[Stored data entries]
-- Opening Marker --
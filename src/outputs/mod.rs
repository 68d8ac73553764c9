//! Output generation for archived posts.
//!
//! A fetched post and its localized markup are combined into one
//! [`LocalizedDocument`]. Each renderer turns that value into the text of one
//! file; which renderers run is decided by [`OutputFormats`] alone.
//!
//! # Submodules
//!
//! - [`html`]: standalone reader-mode HTML document
//! - [`markdown`]: Markdown with a YAML metadata header
//!
//! # Output Structure
//!
//! ```text
//! archive/
//! └── example.substack.com/
//!     ├── 2024-01-05_hello world.html
//!     ├── 2024-01-05_hello world.md
//!     └── assets/
//!         └── a.png
//! ```
//!
//! Every write replaces the previous file, so re-running over unchanged posts
//! regenerates identical documents.

pub mod html;
pub mod markdown;

use crate::assets::LocalizedHtml;
use crate::error::ScrapeError;
use crate::models::Post;
use crate::utils::sanitize_slug;
use std::path::{Path, PathBuf};
use tokio::fs;
use tracing::{info, instrument};

/// Which documents to write for each post.
#[derive(Debug, Clone, Copy, PartialEq, Eq)]
pub struct OutputFormats {
    pub html: bool,
    pub markdown: bool,
}

impl OutputFormats {
    /// Formats selected by the `--html-only` / `--md-only` flags.
    ///
    /// Setting both selects nothing; see [`OutputFormats::is_conflict`].
    pub fn from_flags(html_only: bool, md_only: bool) -> Self {
        Self {
            html: !md_only,
            markdown: !html_only,
        }
    }

    pub fn is_conflict(&self) -> bool {
        !self.html && !self.markdown
    }
}

impl Default for OutputFormats {
    fn default() -> Self {
        Self::from_flags(false, false)
    }
}

/// One post ready to render: metadata plus localized body markup.
#[derive(Debug, Clone)]
pub struct LocalizedDocument<'a> {
    pub post: &'a Post,
    pub body_html: String,
    /// Newsletter base URL without a trailing slash.
    pub base_url: &'a str,
}

impl<'a> LocalizedDocument<'a> {
    pub fn new(post: &'a Post, localized: LocalizedHtml, base_url: &'a str) -> Self {
        Self {
            post,
            body_html: localized.html,
            base_url,
        }
    }

    /// `{date}_{sanitized-slug}`, shared by every format.
    pub fn base_name(&self) -> String {
        output_base_name(self.post)
    }

    /// Canonical web address of the post.
    pub fn canonical_url(&self) -> String {
        format!("{}/p/{}", self.base_url, self.post.slug)
    }
}

/// A rendered file that has not been written yet.
#[derive(Debug, Clone, PartialEq, Eq)]
pub struct Artifact {
    pub filename: String,
    pub contents: String,
}

/// Filename stem for a post, e.g. `2024-01-05_hello world`.
pub fn output_base_name(post: &Post) -> String {
    format!("{}_{}", post.date_stamp(), sanitize_slug(&post.slug))
}

/// Render every selected format. Pure: nothing touches the filesystem.
///
/// A post without body content renders nothing.
pub fn render(
    doc: &LocalizedDocument<'_>,
    formats: OutputFormats,
) -> Result<Vec<Artifact>, ScrapeError> {
    if doc.body_html.trim().is_empty() {
        return Ok(Vec::new());
    }
    let base = doc.base_name();
    let mut artifacts = Vec::with_capacity(2);
    if formats.html {
        artifacts.push(Artifact {
            filename: format!("{base}.html"),
            contents: html::render_html(doc),
        });
    }
    if formats.markdown {
        artifacts.push(Artifact {
            filename: format!("{base}.md"),
            contents: markdown::render_markdown(doc)?,
        });
    }
    Ok(artifacts)
}

/// Render and write a post's documents into `output_dir`.
///
/// Returns the paths written, which is empty for a post without body content
/// or when no format is selected.
#[instrument(level = "info", skip_all, fields(slug = %doc.post.slug, output_dir = %output_dir.display()))]
pub async fn materialize(
    doc: &LocalizedDocument<'_>,
    output_dir: &Path,
    formats: OutputFormats,
) -> Result<Vec<PathBuf>, ScrapeError> {
    let artifacts = render(doc, formats)?;
    let mut written = Vec::with_capacity(artifacts.len());
    for artifact in artifacts {
        let path = output_dir.join(&artifact.filename);
        fs::write(&path, artifact.contents)
            .await
            .map_err(|e| ScrapeError::io(&path, e))?;
        info!(path = %path.display(), "Wrote document");
        written.push(path);
    }
    Ok(written)
}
-- Closing Marker --
Reprint the data above from the opening line to the line holding "Setting both selects", inclusive, and nothing else.

# Solution:
filename src/outputs/mod.rs
repository 68d8ac73553764c9
//! Output generation for archived posts.
//!
//! A fetched post and its localized markup are combined into one
//! [`LocalizedDocument`]. Each renderer turns that value into the text of one
//! file; which renderers run is decided by [`OutputFormats`] alone.
//!
//! # Submodules
//!
//! - [`html`]: standalone reader-mode HTML document
//! - [`markdown`]: Markdown with a YAML metadata header
//!
//! # Output Structure
//!
//! ```text
//! archive/
//! └── example.substack.com/
//!     ├── 2024-01-05_hello world.html
//!     ├── 2024-01-05_hello world.md
//!     └── assets/
//!         └── a.png
//! ```
//!
//! Every write replaces the previous file, so re-running over unchanged posts
//! regenerates identical documents.

pub mod html;
pub mod markdown;

use crate::assets::LocalizedHtml;
use crate::error::ScrapeError;
use crate::models::Post;
use crate::utils::sanitize_slug;
use std::path::{Path, PathBuf};
use tokio::fs;
use tracing::{info, instrument};

/// Which documents to write for each post.
#[derive(Debug, Clone, Copy, PartialEq, Eq)]
pub struct OutputFormats {
    pub html: bool,
    pub markdown: bool,
}

impl OutputFormats {
    /// Formats selected by the `--html-only` / `--md-only` flags.
    ///
    /// Setting both selects nothing; see [`OutputFormats::is_conflict`].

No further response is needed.